Ledger has gone mobile.
The crypto wallet company revealed its new, Bluetooth-enabled Nano X device Sunday at the annual Consumer Electronics Show (CES) in Las Vegas.
The added Bluetooth means that the Nano X can readily be used with mobile devices, which has been a pain point for many users of the company's current wallet, the Ledger S. Much of the world primarily uses mobile computing, never or very seldom touching laptops or desktop computers.
"The fact that we have a mobile application and it works with the Nano X is really the big evolution of the hardware for this lineup," Ledger CEO Eric Larchevêque told CoinDesk during a demonstration of the device.
By connecting the Nano X via Bluetooth, it's possible to have the security of Ledger but with mobile's form factor, Larchevêque said. (Ledger devices store keys but an external application on a computing device is needed to write and send transactions.)
When we spoke to Larchevêque, he wasn't ready to commit to a price for the Nano X but he did say that when it goes live, the price of the Nano S will drop (it currently sells for $69.99). According to the Ledger website, more than 1.3 million Nano S devices have been sold. (Update: Company reps tell CoinDesk the Nano X will retail for $119 in the U.S. and 119 euros in Europe.)
There's more to the new device, too. It has a slightly bigger screen, for example. (With such a tiny screen, every extra pixel helps with usability.) The screen is important because Ledger's approach to security requires that a lot of actions are made on the hardware device itself.
"It's a more advanced device," Larchevêque said of the Nano X.
The Ledger Live mobile app will be available on Google Play and iTunes on Jan. 28, according to Ledger.
To that end, it also has a lot more memory.
Memory might not seem that important for a hardware wallet. After all, it's just storing public private key pairs for each cryptocurrency a user holds, right?

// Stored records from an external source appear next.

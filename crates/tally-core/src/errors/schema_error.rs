//! Errors for declarative schema definitions.

use super::error_code::{self, TallyErrorCode};

/// A `SchemaVersion` that cannot be reconciled as declared.
#[derive(Debug, thiserror::Error)]
pub enum SchemaError {
    #[error("invalid identifier {name:?}: must match [A-Za-z_][A-Za-z0-9_]*")]
    InvalidIdentifier { name: String },

    #[error("duplicate table {table} in schema version {version}")]
    DuplicateTable { version: u32, table: String },

    #[error("duplicate column {table}.{column}")]
    DuplicateColumn { table: String, column: String },

    #[error("table {table} declares no columns")]
    EmptyTable { table: String },

    #[error("{table}.{column}: default must be a finite number")]
    InvalidDefault { table: String, column: String },

    #[error("index {index} on {table} reuses a name already declared in this schema")]
    DuplicateIndex { table: String, index: String },

    #[error("{table}.{column}: a foreign key column can only default to NULL")]
    ForeignKeyDefault { table: String, column: String },

    #[error("{table}: index {index} lists no columns")]
    EmptyIndex { table: String, index: String },

    #[error("{table}: {context} refers to unknown column {column}")]
    UnknownColumn {
        table: String,
        column: String,
        context: String,
    },

    #[error("{table}: foreign key on {column} references {target}, which is declared later")]
    ForwardReference {
        table: String,
        column: String,
        target: String,
    },

    #[error("schema versions must be strictly increasing: {previous} is followed by {next}")]
    NonIncreasingVersion { previous: u32, next: u32 },

    #[error("no schema versions supplied")]
    NoVersions,

    #[error("schema parse error: {message}")]
    ParseError { message: String },
}

impl TallyErrorCode for SchemaError {
    fn error_code(&self) -> &'static str {
        match self {
            Self::ParseError { .. } => error_code::SCHEMA_PARSE_ERROR,
            _ => error_code::SCHEMA_INVALID,
        }
    }
}
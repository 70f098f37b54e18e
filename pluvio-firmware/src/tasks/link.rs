//! Radio link task
//!
//! Drives the station through one cooperative iteration per tick:
//! receive-decode-dispatch, then build-encode-send when telemetry is due.
//! Dropped frames are logged and the loop moves on; retry policy, if any,
//! belongs here and not in the core.

use defmt::*;
use embassy_time::{Instant, Timer};

use pluvio_core::{ConfigSnapshot, Inbound, Station, StationConfig};
use pluvio_protocol::EventCode;

use crate::channels::{CONFIG_INSTALLED, PULSE_COUNTER, REPORT_CHANNEL, SLEEP_ALLOWED};
use crate::e32::E32Link;

/// Bounded sleep between link iterations
const LINK_POLL_INTERVAL_MS: u64 = 100;

/// Events cycled through outgoing telemetry
const CYCLE_EVENTS: [EventCode; 2] = [EventCode::ResumeSleep, EventCode::DisableSleep];

/// Seconds between event cycle advances
const EVENT_SWITCH_INTERVAL_S: u32 = 30;

/// Link task - one station endpoint over the E32 modem
#[embassy_executor::task]
pub async fn link_task(mut link: E32Link) {
    info!("Link task started");

    let mut station = Station::new(StationConfig {
        cycle_events: &CYCLE_EVENTS,
        event_switch_interval_s: EVENT_SWITCH_INTERVAL_S,
        initial: ConfigSnapshot::defaults(),
    });
    let started = Instant::now();

    loop {
        let now_ms = started.elapsed().as_millis();
        match station.poll(&mut link, &PULSE_COUNTER, now_ms).await {
            Ok(Some(inbound)) => handle_inbound(inbound),
            Ok(None) => {}
            Err(e) => warn!("Link poll failed: {:?}", e),
        }
        Timer::after_millis(LINK_POLL_INTERVAL_MS).await;
    }
}

/// Route one dispatched frame to the rest of the firmware
fn handle_inbound(inbound: Inbound) {
    match inbound {
        Inbound::Telemetry(report) => {
            if REPORT_CHANNEL.try_send(report).is_err() {
                warn!("Report channel full, dropping telemetry");
            }
            match report.event {
                EventCode::ResumeSleep => SLEEP_ALLOWED.signal(true),
                EventCode::DisableSleep => SLEEP_ALLOWED.signal(false),
                EventCode::SendLoraParams | EventCode::SendProgParams => {
                    // Parameter dumps go to the console, not back on the air
                    debug!("Parameter request: {:?}", report.event);
                }
                _ => {}
            }
        }
        Inbound::ConfigApplied(snapshot) | Inbound::ConfigReset(snapshot) => {
            info!(
                "Configuration installed: ulp={} wakeup={}s shutdown={}ms rx_delay={}ms",
                snapshot.ulp_pulses,
                snapshot.wakeup_interval_sec,
                snapshot.shutdown_delay_ms,
                snapshot.lora_receive_delay_ms,
            );
            CONFIG_INSTALLED.signal(snapshot);
        }
        Inbound::ConfigAck(frame) => {
            info!(
                "Peer acknowledged configuration, message {} wakeup={}s",
                frame.message_id, frame.wakeup_interval_sec
            );
        }
    }
}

Wrong. It turns out that as new tokens make the whole crypto ecosystem more complex, it becomes necessary for different software to interact with different protocols. To maintain Ledger's high security standards, the company made the decision that each protocol has to have its own app for sending and receiving coins.
"We have lots of third-party developers who are developing applications," Larchevêque told CoinDesk. "We want to make sure that these applications can only sign transactions for their own private key."
This has an additional benefit, Larchevêque said. It means that a user with one app open can't accidentally sign a transaction to the wrong protocol.
The Ledger Nano X can store the apps for up to 100 crypto assets, a six-fold increase over the Nano S.
Ledger is making a statement by revealing its new device at CES.
"It's true that CES is not a crypto show," Larchevêque said, acknowledging that his company has left the blockchain bubble with this appearance, but he points out that Ledger has gotten into the hands of too many users at this point to still be viewed as a niche device.
CES seems to have welcomed the French company into the broader world of consumer electronics. According to a press release from Ledger, CES awarded the Nano X with its 2019 "Innovation Award in Cyber Security and Personal Privacy."
Correction: The release date for the Ledger Live mobile app is Jan. 28, not Jan. 16, as was listed in an earlier press release from Ledger. The article has been updated with the correct release date.